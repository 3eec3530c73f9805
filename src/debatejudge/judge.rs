//! Scoring a finished debate.
//!
//! The [`Judge`] sends the transcript to a [`CompletionService`] together with
//! a fixed rubric and a JSON Schema describing [`DebateEval`]. The reply is
//! parsed strictly: an unknown or missing field, a score of the wrong type or
//! outside `[0, 1]`, or a winner other than `pro_debater`/`con_debater` is a
//! [`JudgingError`]. Nothing is repaired or retried.
//!
//! `total_score` is taken as the model reports it. It is not required to
//! equal the sum of the four sub-scores; [`DebaterScore::drift`] measures the
//! difference for anyone who cares.
//!
//! ```rust
//! use debatejudge::judge::DebateEval;
//! use debatejudge::request::DebaterRole;
//!
//! let raw = r#"{
//!   "pro_debater": {"emotional_appeal": 0.8, "argument_clarity": 0.9,
//!                   "argument_arrangement": 0.7, "relevance_to_topic": 1.0, "total_score": 3.4},
//!   "con_debater": {"emotional_appeal": 0.5, "argument_clarity": 0.6,
//!                   "argument_arrangement": 0.6, "relevance_to_topic": 0.9, "total_score": 2.6},
//!   "winner": "pro_debater",
//!   "reason": "Pro was clearer."
//! }"#;
//! let eval = DebateEval::parse(raw).unwrap();
//! assert_eq!(eval.winner, DebaterRole::Pro);
//! assert!(eval.pro_score.drift() < 1e-9);
//! ```

use crate::debatejudge::completion::{CompletionError, CompletionService, OutputSchema};
use crate::debatejudge::request::DebaterRole;
use crate::debatejudge::state::DebatePhase;
use log::{debug, error, info};
use serde::{Deserialize, Serialize};
use serde_json::{json, Value};
use std::sync::Arc;
use thiserror::Error;

/// Name under which the verdict schema is sent to the completion service.
pub const DEBATE_EVAL_SCHEMA_NAME: &str = "DebateEval";

pub const JUDGE_SYSTEM_PROMPT: &str = r#"You are an experienced debate judge tasked with evaluating debates. For each debate, you will assess both sides based on four key criteria: Emotional Appeal, Clarity of Argument and Reasoning, Logical Arrangement of Arguments, and Relevance to Debate Topic.

For each of the four subdimensions, provide a score from 0 to 1 (with 0 being the lowest and 1 being the highest) for both the **Pro (Affirmative)** side and the **Con (Negative)** side. Additionally, provide a brief analysis for both sides for each subdimension.

Scoring Criteria:
    1. **Emotional Appeal**
        - How effectively does each side connect with the audience emotionally? Does the argument evoke empathy, passion, or values?
        - **0**: No emotional appeal. The argument feels cold or disconnected.
        - **1**: Highly engaging emotionally, strongly connects with the audience.

    2. **Clarity of Argument and Reasoning**
        - Are the arguments clearly presented? Is the reasoning sound and easy to follow?
        - **0**: The arguments are unclear or confusing.
        - **1**: The arguments are well-structured and easy to understand.

    3. **Logical Arrangement of Arguments**
        - Is the argument presented in a logical, coherent manner? Does each point flow into the next without confusion?
        - **0**: The arguments are disorganized and difficult to follow.
        - **1**: The arguments follow a clear and logical progression.

    4. **Relevance to Debate Topic**
        - Does each argument directly address the debate topic? Are there any irrelevant points or off-topic distractions?
        - **0**: Arguments that stray far from the topic.
        - **1**: Every argument is focused and relevant to the topic.

Please output the result in the following format:

1. **Pro (Affirmative Side) Score**:
    - Emotional Appeal: [score]
    - Argument Clarity: [score]
    - Argument Arrangement: [score]
    - Relevance to Debate Topic: [score]
    - **Total Score**: [total score]

2. **Con (Negative Side) Score**:
    - Emotional Appeal: [score]
    - Argument Clarity: [score]
    - Argument Arrangement: [score]
    - Relevance to Debate Topic: [score]
    - **Total Score**: [total score]

3. **Winner**: [Pro/Con]
4. **Reason**: [Provide detailed analysis based on the scores]
"#;

/// User prompt carrying the topic and the formatted transcript.
pub fn judge_user_prompt(topic: &str, debate_text: &str) -> String {
    format!(
        "Evaluate the debate on the topic: '{}'\n\
         Debate analysis process and arguments are as follows:\n\
         {}\n\
         Provide a JSON formatted response with scores and comments for each criterion for both debaters.",
        topic, debate_text
    )
}

fn debater_score_schema() -> Value {
    json!({
        "type": "object",
        "properties": {
            "emotional_appeal": {"type": "number"},
            "argument_clarity": {"type": "number"},
            "argument_arrangement": {"type": "number"},
            "relevance_to_topic": {"type": "number"},
            "total_score": {"type": "number"}
        },
        "required": [
            "emotional_appeal",
            "argument_clarity",
            "argument_arrangement",
            "relevance_to_topic",
            "total_score"
        ],
        "additionalProperties": false
    })
}

/// JSON Schema for [`DebateEval`].
///
/// Score bounds are not expressed in the schema since strict structured
/// output modes reject `minimum`/`maximum`; [`DebateEval::parse`] enforces
/// them instead.
pub fn debate_eval_schema() -> OutputSchema {
    OutputSchema::new(
        DEBATE_EVAL_SCHEMA_NAME,
        json!({
            "type": "object",
            "properties": {
                "pro_debater": debater_score_schema(),
                "con_debater": debater_score_schema(),
                "winner": {
                    "type": "string",
                    "enum": [DebaterRole::Pro.as_str(), DebaterRole::Con.as_str()]
                },
                "reason": {"type": "string"}
            },
            "required": ["pro_debater", "con_debater", "winner", "reason"],
            "additionalProperties": false
        }),
    )
}

/// One side's scores.
#[derive(Debug, Clone, PartialEq, Serialize, Deserialize)]
#[serde(deny_unknown_fields)]
pub struct DebaterScore {
    pub emotional_appeal: f64,
    pub argument_clarity: f64,
    pub argument_arrangement: f64,
    pub relevance_to_topic: f64,
    /// As reported by the judge; not reconciled with the sub-scores.
    pub total_score: f64,
}

impl DebaterScore {
    /// The four rubric scores, in rubric order.
    pub fn sub_scores(&self) -> [(&'static str, f64); 4] {
        [
            ("emotional_appeal", self.emotional_appeal),
            ("argument_clarity", self.argument_clarity),
            ("argument_arrangement", self.argument_arrangement),
            ("relevance_to_topic", self.relevance_to_topic),
        ]
    }

    pub fn component_sum(&self) -> f64 {
        self.sub_scores().iter().map(|(_, score)| score).sum()
    }

    /// `|total_score - component_sum()|`.
    pub fn drift(&self) -> f64 {
        (self.total_score - self.component_sum()).abs()
    }

    fn check(&self, side: DebaterRole) -> Result<(), String> {
        for (name, score) in self.sub_scores().iter() {
            if !score.is_finite() || *score < 0.0 || *score > 1.0 {
                return Err(format!(
                    "{}.{} = {} is outside [0, 1]",
                    side, name, score
                ));
            }
        }
        if !self.total_score.is_finite() {
            return Err(format!("{}.total_score is not finite", side));
        }
        Ok(())
    }
}

/// The judge's verdict.
#[derive(Debug, Clone, PartialEq, Serialize, Deserialize)]
#[serde(deny_unknown_fields)]
pub struct DebateEval {
    #[serde(rename = "pro_debater")]
    pub pro_score: DebaterScore,
    #[serde(rename = "con_debater")]
    pub con_score: DebaterScore,
    pub winner: DebaterRole,
    pub reason: String,
}

impl DebateEval {
    /// Parse and validate raw completion output.
    pub fn parse(raw: &str) -> Result<Self, JudgingError> {
        let invalid = |reason: String| JudgingError::InvalidOutput {
            reason,
            raw: raw.to_string(),
        };
        let eval: DebateEval = serde_json::from_str(raw).map_err(|e| invalid(e.to_string()))?;
        eval.pro_score.check(DebaterRole::Pro).map_err(invalid)?;
        eval.con_score.check(DebaterRole::Con).map_err(invalid)?;
        Ok(eval)
    }

    pub fn score_for(&self, role: DebaterRole) -> &DebaterScore {
        match role {
            DebaterRole::Pro => &self.pro_score,
            DebaterRole::Con => &self.con_score,
        }
    }
}

/// Failure to produce a verdict.
#[derive(Debug, Clone, PartialEq, Error)]
pub enum JudgingError {
    #[error("completion service failed: {0}")]
    Completion(#[from] CompletionError),
    #[error("judge output is not a valid verdict: {reason}")]
    InvalidOutput { reason: String, raw: String },
    #[error("debate cannot be judged in phase {phase}")]
    NotReady { phase: DebatePhase },
}

/// Scores transcripts through a completion service.
#[derive(Clone)]
pub struct Judge {
    service: Arc<dyn CompletionService>,
}

impl Judge {
    pub fn new(service: Arc<dyn CompletionService>) -> Self {
        Self { service }
    }

    pub fn model_name(&self) -> &str {
        self.service.model_name()
    }

    pub fn service(&self) -> &Arc<dyn CompletionService> {
        &self.service
    }

    /// Score a debate on `topic` from its judge-formatted transcript.
    pub async fn evaluate(&self, topic: &str, debate_text: &str) -> Result<DebateEval, JudgingError> {
        let user_prompt = judge_user_prompt(topic, debate_text);
        debug!("judge prompt ({}):\n{}", self.model_name(), user_prompt);

        let raw = self
            .service
            .generate(JUDGE_SYSTEM_PROMPT, &user_prompt, &debate_eval_schema())
            .await
            .map_err(|e| {
                error!("judge {} failed: {}", self.model_name(), e);
                e
            })?;
        debug!("judge raw output: {}", raw);

        let eval = DebateEval::parse(&raw).map_err(|e| {
            error!("{}", e);
            e
        })?;
        debug!(
            "score drift: pro {:.3}, con {:.3}",
            eval.pro_score.drift(),
            eval.con_score.drift()
        );
        if let Some(usage) = self.service.get_last_usage() {
            debug!(
                "judge tokens: input {}, output {}, total {}",
                usage.input_tokens, usage.output_tokens, usage.total_tokens
            );
        }
        info!("verdict: {} wins", eval.winner);
        Ok(eval)
    }
}

#[cfg(test)]
mod tests {
    use super::*;

    #[test]
    fn schema_lists_both_roles_as_winners() {
        let schema = debate_eval_schema();
        assert_eq!(schema.name, "DebateEval");
        assert_eq!(
            schema.schema["properties"]["winner"]["enum"],
            json!(["pro_debater", "con_debater"])
        );
        assert_eq!(
            schema.schema["properties"]["pro_debater"]["required"]
                .as_array()
                .unwrap()
                .len(),
            5
        );
    }

    #[test]
    fn user_prompt_embeds_topic_and_transcript() {
        let prompt = judge_user_prompt("Cats vs Dogs", "Pro Argument 1: a\nCon Argument 1: b\n");
        assert!(prompt.starts_with("Evaluate the debate on the topic: 'Cats vs Dogs'\n"));
        assert!(prompt.contains("Pro Argument 1: a\nCon Argument 1: b\n"));
        assert!(prompt.ends_with("for both debaters."));
    }

    #[test]
    fn drift_measures_distance_from_component_sum() {
        let score = DebaterScore {
            emotional_appeal: 0.5,
            argument_clarity: 0.5,
            argument_arrangement: 0.5,
            relevance_to_topic: 0.5,
            total_score: 2.5,
        };
        assert!((score.component_sum() - 2.0).abs() < 1e-9);
        assert!((score.drift() - 0.5).abs() < 1e-9);
    }
}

- - - -

## Your objective
When the word "Scoring" appears in a line of the listing, pull that line out.

## Result below
//! Scoring a finished debate.
Scoring Criteria:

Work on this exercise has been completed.